Last Saturday, Dr. Orloff published online a list she called “7 Compassionate Vows for Politicians.”  I don’t see many politicians taking these, but what if only a few did to start?

1. I vow to value compassion in everything I do.
2. I vow to treat my fellow candidates with respect.
3. I vow to honor our country and our people by being a positive role model who embodies the good.
4. I vow not to be a fear monger in my speeches or in the media to garner votes.
5. I vow to put the welfare of this country and the earth above greed.
6. I vow to fight for the well-being of the earth and all its resources.
7. I vow to advocate national and global wellness to spread happiness on earth.

I was quite surprised to stumble upon a political scientist who says that love and politics go together like a horse and carriage and even more surprised to find her conclusions being drawn from her interaction with the writings of the great philosopher, Hegel.
The political scientist of whom I speak is Professor Alice Ormiston, and her book in which these ideas are developed is titled LOVE AND POLITICS.  Dr. Ormiston believes, quite optimistically it seems to me, that modern politics is rooted not just in the pursuit of power; instead, it is “essentially underpinned by the experience of love.”  Her reading of Hegel led her to believe that he understood love as a principle uniting reason with emotion, also uniting self and other, therefore providing the foundation for a profound sense of connectedness to the world and to the will to perform genuine acts of autonomy.   I’m sure you’re wondering where in the world she scraped up such optimism.   Ormiston believes that those in our population who demonstrate and hold onto an undying commitment to individual rights and freedoms must have experienced and in most cases continue to experience love; love placed selfless values in any conscience where they are found.   One of Ormiston’s reviewers offers the suggestion that the author’s ideals “can serve as a foundation for resistance to problems of our time including atomism and instrumental rationality, the ills of an unfettered capitalism, and the reality of a radical evil.”
Charlie Chaplain’s main character in his controversial and acclaimed film, THE GREAT DICTATOR, has this to say when he discovers that being an emperor isn’t for him:

The way of life can be free and beautiful.
But we have lost the way.
Greed has poisoned men’s souls –
has barricaded the world with hate;
has goose-stepped us into misery and bloodshed.

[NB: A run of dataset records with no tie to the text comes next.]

//! Lookup of user service kinds by parse name

use weft_core::error::ForwardSpecError;
use weft_core::{ForwardSpec, WeftError};

use super::{LocalPortForwarding, RemotePortForwarding, UserService};

/// Describes one forwarding kind the command line can build
#[derive(Debug, Clone, Copy)]
pub struct UserServiceInfo {
    /// Name used to look the kind up, e.g. `tcp-remote-forward`
    pub parse_name: &'static str,
    /// Parse name plus its short flag, e.g. `tcp-remote-forward,R`
    pub full_parse_name: &'static str,
    /// Placeholder for the value in help output
    pub value_name: &'static str,
    pub description: &'static str,
    build: fn(ForwardSpec) -> Box<dyn UserService>,
}

impl UserServiceInfo {
    /// Short flag, the part of the full parse name after the comma
    pub fn short_name(&self) -> Option<&'static str> {
        self.full_parse_name.split_once(',').map(|(_, short)| short)
    }

    fn matches(&self, name: &str) -> bool {
        self.parse_name == name || self.short_name() == Some(name)
    }
}

/// `-R`: listen on the peer, deliver from here
pub const REMOTE_FORWARD: UserServiceInfo = UserServiceInfo {
    parse_name: RemotePortForwarding::PARSE_NAME,
    full_parse_name: "tcp-remote-forward,R",
    value_name: "[rem_ip:]rem_port:dest_ip:dest_port",
    description: "Forward a port on the peer to a destination reachable from here",
    build: build_remote,
};

/// `-L`: listen here, deliver from the peer
pub const LOCAL_FORWARD: UserServiceInfo = UserServiceInfo {
    parse_name: LocalPortForwarding::PARSE_NAME,
    full_parse_name: "tcp-local-forward,L",
    value_name: "[loc_ip:]loc_port:dest_ip:dest_port",
    description: "Forward a local port to a destination reachable from the peer",
    build: build_local,
};

/// Builds user services from a parse name and a value
pub struct UserServiceFactory {
    kinds: Vec<UserServiceInfo>,
}

impl UserServiceFactory {
    /// Factory knowing the built-in forwarding kinds
    pub fn new() -> Self {
        Self {
            kinds: vec![REMOTE_FORWARD, LOCAL_FORWARD],
        }
    }

    /// Known kinds in registration order
    pub fn kinds(&self) -> &[UserServiceInfo] {
        &self.kinds
    }

    /// Find a kind by parse name or short flag
    pub fn lookup(&self, name: &str) -> Option<&UserServiceInfo> {
        self.kinds.iter().find(|info| info.matches(name))
    }

    /// Parse `value` and build the user service registered as `name`
    pub fn create(&self, name: &str, value: &str) -> Result<Box<dyn UserService>, WeftError> {
        let info = self
            .lookup(name)
            .ok_or_else(|| ForwardSpecError::UnknownForwarding(name.to_string()))?;
        let spec: ForwardSpec = value.parse()?;
        Ok((info.build)(spec))
    }
}

fn build_remote(spec: ForwardSpec) -> Box<dyn UserService> {
    Box::new(RemotePortForwarding::new(spec))
}

fn build_local(spec: ForwardSpec) -> Box<dyn UserService> {
    Box::new(LocalPortForwarding::new(spec))
}

impl Default for UserServiceFactory {
    fn default() -> Self {
        Self::new()
    }
}

#[cfg(test)]
mod tests {
    use super::*;

    #[test]
    fn test_lookup_by_name_and_flag() {
        let factory = UserServiceFactory::new();
        assert_eq!(
            factory.lookup("R").map(|i| i.parse_name),
            Some("tcp-remote-forward")
        );
        assert_eq!(
            factory.lookup("tcp-local-forward").and_then(|i| i.short_name()),
            Some("L")
        );
        assert!(factory.lookup("socks").is_none());
    }

    #[test]
    fn test_builtin_kinds_match_their_flags() {
        assert_eq!(REMOTE_FORWARD.short_name(), Some("R"));
        assert_eq!(LOCAL_FORWARD.short_name(), Some("L"));
        assert!(REMOTE_FORWARD.value_name.contains("rem_port"));
        assert!(LOCAL_FORWARD.value_name.contains("loc_port"));
    }

    #[test]
    fn test_create() {
        let factory = UserServiceFactory::new();
        let service = factory.create("tcp-remote-forward", "8080:10.0.0.5:80").unwrap();
        assert_eq!(service.name(), "tcp-remote-forward 0.0.0.0:8080:10.0.0.5:80");
        assert_eq!(service.remote_create_requests().len(), 1);
    }

    #[test]
    fn test_malformed_value_is_invalid_argument() {
        let factory = UserServiceFactory::new();
        let err = factory.create("R", "abc").err().unwrap();
        assert!(matches!(err, WeftError::InvalidArgument(_)));
        assert!(err.to_string().starts_with("Invalid argument"));
    }

    #[test]
    fn test_unknown_kind() {
        let factory = UserServiceFactory::new();
        let err = factory.create("socks", "1080").err().unwrap();
        assert!(matches!(
            err,
            WeftError::InvalidArgument(ForwardSpecError::UnknownForwarding(_))
        ));
    }
}
//! Tokio codec for multiplexer frames

use bytes::{Buf, BufMut, Bytes, BytesMut};
use tokio_util::codec::{Decoder, Encoder};

use crate::error::ProtocolError;
use crate::frame::{FrameHeader, FrameKind, MAX_PAYLOAD_SIZE};
use crate::port::VirtualPort;

/// A complete frame with header and payload
#[derive(Debug, Clone, PartialEq, Eq)]
pub struct Frame {
    /// Sender's end of the channel
    pub src: VirtualPort,
    /// Receiver's end of the channel
    pub dst: VirtualPort,
    /// Frame kind
    pub kind: FrameKind,
    /// Raw payload
    pub payload: Bytes,
}

impl Frame {
    /// Create a new frame
    pub fn new(src: VirtualPort, dst: VirtualPort, kind: FrameKind, payload: Bytes) -> Self {
        Self {
            src,
            dst,
            kind,
            payload,
        }
    }

    fn with_u32(src: VirtualPort, dst: VirtualPort, kind: FrameKind, value: u32) -> Self {
        let mut buf = BytesMut::with_capacity(4);
        buf.put_u32(value);
        Self::new(src, dst, kind, buf.freeze())
    }

    pub fn open(src: VirtualPort, dst: VirtualPort, window: u32) -> Self {
        Self::with_u32(src, dst, FrameKind::Open, window)
    }

    pub fn open_ack(src: VirtualPort, dst: VirtualPort, window: u32) -> Self {
        Self::with_u32(src, dst, FrameKind::OpenAck, window)
    }

    pub fn refuse(src: VirtualPort, dst: VirtualPort) -> Self {
        Self::new(src, dst, FrameKind::Refuse, Bytes::new())
    }

    pub fn data(src: VirtualPort, dst: VirtualPort, payload: Bytes) -> Self {
        Self::new(src, dst, FrameKind::Data, payload)
    }

    pub fn window_update(src: VirtualPort, dst: VirtualPort, increment: u32) -> Self {
        Self::with_u32(src, dst, FrameKind::WindowUpdate, increment)
    }

    pub fn fin(src: VirtualPort, dst: VirtualPort) -> Self {
        Self::new(src, dst, FrameKind::Fin, Bytes::new())
    }

    pub fn close(src: VirtualPort, dst: VirtualPort) -> Self {
        Self::new(src, dst, FrameKind::Close, Bytes::new())
    }

    pub fn reset(src: VirtualPort, dst: VirtualPort) -> Self {
        Self::new(src, dst, FrameKind::Reset, Bytes::new())
    }

    /// Read the u32 carried by `Open`, `OpenAck` and `WindowUpdate` frames
    pub fn window(&self) -> Result<u32, ProtocolError> {
        if self.payload.len() != 4 {
            return Err(ProtocolError::InvalidPayload {
                kind: self.kind.name(),
                expected: 4,
                actual: self.payload.len(),
            });
        }
        Ok(self.payload.clone().get_u32())
    }
}

/// Codec for encoding/decoding multiplexer frames
#[derive(Debug)]
pub struct FrameCodec {
    /// Current header being decoded (if any)
    pending_header: Option<FrameHeader>,
    /// Largest payload accepted from the peer
    max_payload: usize,
}

impl FrameCodec {
    /// Create a new codec accepting payloads up to the protocol maximum
    pub fn new() -> Self {
        Self::with_max_payload(MAX_PAYLOAD_SIZE)
    }

    /// Create a codec with a tighter payload limit
    pub fn with_max_payload(max_payload: usize) -> Self {
        Self {
            pending_header: None,
            max_payload: max_payload.min(MAX_PAYLOAD_SIZE),
        }
    }
}

impl Default for FrameCodec {
    fn default() -> Self {
        Self::new()
    }
}

impl Decoder for FrameCodec {
    type Item = Frame;
    type Error = ProtocolError;

    fn decode(&mut self, src: &mut BytesMut) -> Result<Option<Self::Item>, Self::Error> {
        let header = match self.pending_header.take() {
            Some(h) => h,
            None => match FrameHeader::decode(src)? {
                Some(h) => h,
                None => return Ok(None),
            },
        };

        let payload_len = header.payload_length as usize;
        if payload_len > self.max_payload {
            return Err(ProtocolError::PayloadTooLarge {
                size: payload_len,
                max: self.max_payload,
            });
        }

        if src.len() < payload_len {
            src.reserve(payload_len - src.len());
            self.pending_header = Some(header);
            return Ok(None);
        }

        let payload = src.split_to(payload_len).freeze();

        Ok(Some(Frame {
            src: header.src,
            dst: header.dst,
            kind: header.kind,
            payload,
        }))
    }

    fn decode_eof(&mut self, src: &mut BytesMut) -> Result<Option<Self::Item>, Self::Error> {
        match self.decode(src)? {
            Some(frame) => Ok(Some(frame)),
            None if src.is_empty() && self.pending_header.is_none() => Ok(None),
            None => Err(ProtocolError::TornFrame {
                buffered: src.len(),
            }),
        }
    }
}

impl Encoder<Frame> for FrameCodec {
    type Error = ProtocolError;

    fn encode(&mut self, frame: Frame, dst: &mut BytesMut) -> Result<(), Self::Error> {
        let payload_len = frame.payload.len();
        if payload_len > MAX_PAYLOAD_SIZE {
            return Err(ProtocolError::PayloadTooLarge {
                size: payload_len,
                max: MAX_PAYLOAD_SIZE,
            });
        }

        let header = FrameHeader::new(frame.src, frame.dst, frame.kind, payload_len as u32);
        header.encode(dst);
        dst.extend_from_slice(&frame.payload);

        Ok(())
    }
}

#[cfg(test)]
mod tests {
    use super::*;
    use crate::frame::HEADER_SIZE;

    fn ports() -> (VirtualPort, VirtualPort) {
        (VirtualPort::new(49152), VirtualPort::new(8080))
    }

    #[test]
    fn test_codec_data_frame() {
        let mut codec = FrameCodec::new();
        let (src, dst) = ports();

        let frame = Frame::data(src, dst, Bytes::from("Hello, world!"));

        let mut buf = BytesMut::new();
        codec.encode(frame.clone(), &mut buf).unwrap();
        assert_eq!(buf.len(), HEADER_SIZE + 13);

        let decoded = codec.decode(&mut buf).unwrap().unwrap();
        assert_eq!(decoded, frame);
    }

    #[test]
    fn test_codec_window_value() {
        let mut codec = FrameCodec::new();
        let (src, dst) = ports();

        let mut buf = BytesMut::new();
        codec
            .encode(Frame::window_update(src, dst, 65536), &mut buf)
            .unwrap();

        let decoded = codec.decode(&mut buf).unwrap().unwrap();
        assert_eq!(decoded.kind, FrameKind::WindowUpdate);
        assert_eq!(decoded.window().unwrap(), 65536);
    }

    #[test]
    fn test_codec_partial_read() {
        let mut codec = FrameCodec::new();
        let (src, dst) = ports();

        let mut full_buf = BytesMut::new();
        codec
            .encode(Frame::data(src, dst, Bytes::from_static(b"payload")), &mut full_buf)
            .unwrap();

        // Header complete, payload missing
        let mut partial = full_buf.split_to(HEADER_SIZE + 2);
        assert!(codec.decode(&mut partial).unwrap().is_none());

        partial.extend_from_slice(&full_buf);

        let decoded = codec.decode(&mut partial).unwrap().unwrap();
        assert_eq!(decoded.payload.as_ref(), b"payload");
    }

    #[test]
    fn test_codec_interleaved_frames() {
        let mut codec = FrameCodec::new();
        let a = (VirtualPort::new(50000), VirtualPort::new(80));
        let b = (VirtualPort::new(50001), VirtualPort::new(443));

        let mut buf = BytesMut::new();
        codec.encode(Frame::data(a.0, a.1, Bytes::from_static(b"a1")), &mut buf).unwrap();
        codec.encode(Frame::data(b.0, b.1, Bytes::from_static(b"b1")), &mut buf).unwrap();
        codec.encode(Frame::fin(a.0, a.1), &mut buf).unwrap();

        let first = codec.decode(&mut buf).unwrap().unwrap();
        let second = codec.decode(&mut buf).unwrap().unwrap();
        let third = codec.decode(&mut buf).unwrap().unwrap();

        assert_eq!((first.dst, first.payload.as_ref()), (VirtualPort::new(80), &b"a1"[..]));
        assert_eq!((second.dst, second.payload.as_ref()), (VirtualPort::new(443), &b"b1"[..]));
        assert_eq!(third.kind, FrameKind::Fin);
        assert!(codec.decode(&mut buf).unwrap().is_none());
    }

    #[test]
    fn test_codec_torn_frame_at_eof() {
        let mut codec = FrameCodec::new();
        let (src, dst) = ports();

        let mut buf = BytesMut::new();
        codec
            .encode(Frame::data(src, dst, Bytes::from_static(b"truncated")), &mut buf)
            .unwrap();
        buf.truncate(HEADER_SIZE + 3);

        let result = codec.decode_eof(&mut buf);
        assert!(matches!(result, Err(ProtocolError::TornFrame { buffered: 3 })));
    }

    #[test]
    fn test_codec_clean_eof() {
        let mut codec = FrameCodec::new();
        let mut buf = BytesMut::new();
        assert!(codec.decode_eof(&mut buf).unwrap().is_none());
    }

    #[test]
    fn test_codec_rejects_oversized_payload() {
        let mut codec = FrameCodec::with_max_payload(16);
        let (src, dst) = ports();

        let mut buf = BytesMut::new();
        FrameCodec::new()
            .encode(Frame::data(src, dst, Bytes::from(vec![0u8; 32])), &mut buf)
            .unwrap();

        let result = codec.decode(&mut buf);
        assert!(matches!(
            result,
            Err(ProtocolError::PayloadTooLarge { size: 32, max: 16 })
        ));
    }
}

We have developed speed but we have shut ourselves in:
machinery that gives abundance has left us in want.
Our knowledge has made us cynical,
our cleverness hard and unkind.
We think too much and feel too little:
More than machinery we need humanity;
More than cleverness we need kindness and gentleness.

Without these qualities, life will be violent and all will be lost….You have the love of humanity in your hearts. You don’t hate–only the unloved hate.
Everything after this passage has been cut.